Monday, 28 May 2018

Homework with VS Code

Some folk have not yet heard of Visual Studio Code
It's a brand new lightweight code editor from Microsoft that can run almost anywhere. And the surprise is it's not chunky and lets you code fast.


Up till now I have been learning Python properly, but today it's a job interview C exam question, so python is out, and C is in. Here are the steps.
1. install VS code
2. install mingw
3. install check unit test framework
4. coffee (or so it was thought...)

If you have not yet, install Visual Studio Code, the download is small and it's totally not the beast Visual Studio is, it has some nice plugins, don't go to town, but the Python plugin is one I do recommend(, although Pycharm ) is also pretty awesome). Add the C/C++ plugin for now.
// main.c

int main(void)
Getting this far brings back memories :/

Next up is MinGW-w64. I'm going to focus just on getting it to work with VS code. go to the mingw site, it will point you to MinGW-w64 on sourceforge for the download on Windows.
I managed to find a pretty good guide, but for my purposes I was missing some of the runes I had not yet learned.
My build task looks like this
"tasks": [
"taskName": "build compositer",
"type": "shell",
"command": "C:\\tools\\mingw-w64\\mingw64\\bin\\g++",
"args": [
"-g", "${workspaceFolder}\\compositer\\main.c", "-o", "${workspaceFolder}\\compositer\\main.exe"
"problemMatcher": [
"group": {
"kind": "build",
"isDefault": true

Next we get the test (checking) tool up before writing any code at all even.
Go to and find the download link.

This is where it all fell apart. check uses autotools, which come with cygwin.
cygwin is just a confusing piece of software without an uninstaller. I keep on removing it, forgetting and then installing it an having huge regrets, ad going back to Visual Studio. so the short answer, is that it got frustrating at this point. And I caved in.

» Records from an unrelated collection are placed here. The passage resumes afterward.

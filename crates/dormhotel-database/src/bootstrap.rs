//! Bounded retry loop for store initialization at startup.

use std::future::Future;
use std::time::Duration;

use tracing::{info, warn};

use dormhotel_core::config::DatabaseConfig;
use dormhotel_core::error::{AppError, ErrorKind};
use dormhotel_core::result::AppResult;

/// Attempt budget and fixed delay for startup initialization.
#[derive(Debug, Clone, Copy, PartialEq, Eq)]
pub struct RetryPolicy {
    /// Total attempts, including the first.
    pub max_attempts: u32,
    /// Pause between consecutive attempts.
    pub delay: Duration,
}

impl Default for RetryPolicy {
    fn default() -> Self {
        Self {
            max_attempts: 10,
            delay: Duration::from_secs(5),
        }
    }
}

impl RetryPolicy {
    /// Build the policy from the database configuration section.
    pub fn from_config(config: &DatabaseConfig) -> Self {
        Self {
            max_attempts: config.init_max_attempts.max(1),
            delay: Duration::from_secs(config.init_retry_delay_seconds),
        }
    }

    /// Run `operation` until it succeeds or the attempt budget is spent.
    ///
    /// The closure receives the 1-based attempt number. On exhaustion the
    /// last failure is wrapped in a `StoreUnavailable` error.
    pub async fn run<T, F, Fut>(&self, name: &str, mut operation: F) -> AppResult<T>
    where
        F: FnMut(u32) -> Fut,
        Fut: Future<Output = AppResult<T>>,
    {
        let max_attempts = self.max_attempts.max(1);
        let mut attempt = 1;

        loop {
            match operation(attempt).await {
                Ok(value) => {
                    if attempt > 1 {
                        info!(attempt, "{name} succeeded after retrying");
                    }
                    return Ok(value);
                }
                Err(err) if attempt >= max_attempts => {
                    return Err(AppError::with_source(
                        ErrorKind::StoreUnavailable,
                        format!("{name} failed after {max_attempts} attempts"),
                        err,
                    ));
                }
                Err(err) => {
                    warn!(
                        attempt,
                        max_attempts,
                        retry_in_secs = self.delay.as_secs(),
                        error = %err,
                        "{name} failed, retrying"
                    );
                    tokio::time::sleep(self.delay).await;
                    attempt += 1;
                }
            }
        }
    }
}
//! Shared application state passed to all handlers via Axum's `State` extractor.

use std::sync::Arc;
use std::time::Instant;

use dormhotel_auth::guard::AccessGuard;
use dormhotel_auth::jwt::{JwtDecoder, JwtEncoder};
use dormhotel_auth::password::PasswordHasher;
use dormhotel_core::config::AppConfig;
use dormhotel_core::result::AppResult;
use dormhotel_database::store::{BookingStore, UserStore};
use dormhotel_service::account::AuthService;
use dormhotel_service::admin::AdminService;
use dormhotel_service::booking::{BookingService, Clock, SystemClock};

/// Application state, built once at startup and read-only afterwards.
#[derive(Clone)]
pub struct AppState {
    /// Application configuration.
    pub config: Arc<AppConfig>,
    /// Process start, for uptime reporting.
    pub started_at: Instant,
    /// Per-request token and role checks.
    pub guard: Arc<AccessGuard>,
    /// Registration, login, admin seeding.
    pub auth_service: Arc<AuthService>,
    /// Booking rules.
    pub booking_service: Arc<BookingService>,
    /// Admin reporting.
    pub admin_service: Arc<AdminService>,
}

impl std::fmt::Debug for AppState {
    fn fmt(&self, f: &mut std::fmt::Formatter<'_>) -> std::fmt::Result {
        f.debug_struct("AppState")
            .field("environment", &self.config.environment)
            .finish_non_exhaustive()
    }
}

impl AppState {
    /// Wire services over the given stores using the system clock.
    pub fn new(
        config: AppConfig,
        users: Arc<dyn UserStore>,
        bookings: Arc<dyn BookingStore>,
    ) -> AppResult<Self> {
        Self::with_clock(config, users, bookings, Arc::new(SystemClock))
    }

    /// Wire services over the given stores and clock.
    pub fn with_clock(
        config: AppConfig,
        users: Arc<dyn UserStore>,
        bookings: Arc<dyn BookingStore>,
        clock: Arc<dyn Clock>,
    ) -> AppResult<Self> {
        let hasher = Arc::new(PasswordHasher::new(&config.auth)?);
        let encoder = Arc::new(JwtEncoder::new(&config.auth));
        let guard = Arc::new(AccessGuard::new(
            JwtDecoder::new(&config.auth),
            Arc::clone(&users),
        ));

        let auth_service = Arc::new(AuthService::new(Arc::clone(&users), hasher, encoder));
        let booking_service = Arc::new(BookingService::new(Arc::clone(&bookings), clock));
        let admin_service = Arc::new(AdminService::new(users, bookings));

        Ok(Self {
            config: Arc::new(config),
            started_at: Instant::now(),
            guard,
            auth_service,
            booking_service,
            admin_service,
        })
    }
}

Rewind. Get Visual Studio Free

After a morning of struggling, I just used my hotmail login details to go to . Then add the free developer pack to your Microsoft account, and viola, you get to download Visual Studio 2017 instead. It's limited, but comes with tool-chain for C/C++ and a debugger that I am familiar with. Just add the plugin or pack you desire, there are a good few, all free. After wasting Saturday morning to get this far, I used the afternoon to progress the job of writing a really tiny program for a job interview test.

Sunday night deadline

I had wasted much of Saturday morning with a old version of Visual Studio 2013 which kept crashing out in the debugger when MSVCR120D.DLL did something it was not"designed" to do. I installed the Microsoft redistributes, many times, but the dll kept on screwing up, but just in the debugger. I think it was heap corruption in my program, but the debugger was not giving me any clues, so it was a relief to have 2017 installed and debugging just peachy. Fixed my pointer management code and made progress - right up until 1am.

A task that was supposed to take 4-8 hours ended up taking more like 12. I am not the only person who this happens to. But a few lessons.
1. C pointer arithmetic is easy, but remember to cast to a char first.
2. Do not comment your code. It's counter productive when you have to change the code later.
3. TDD is very time consuming, but it lets you continue working, long after you are too tired to code.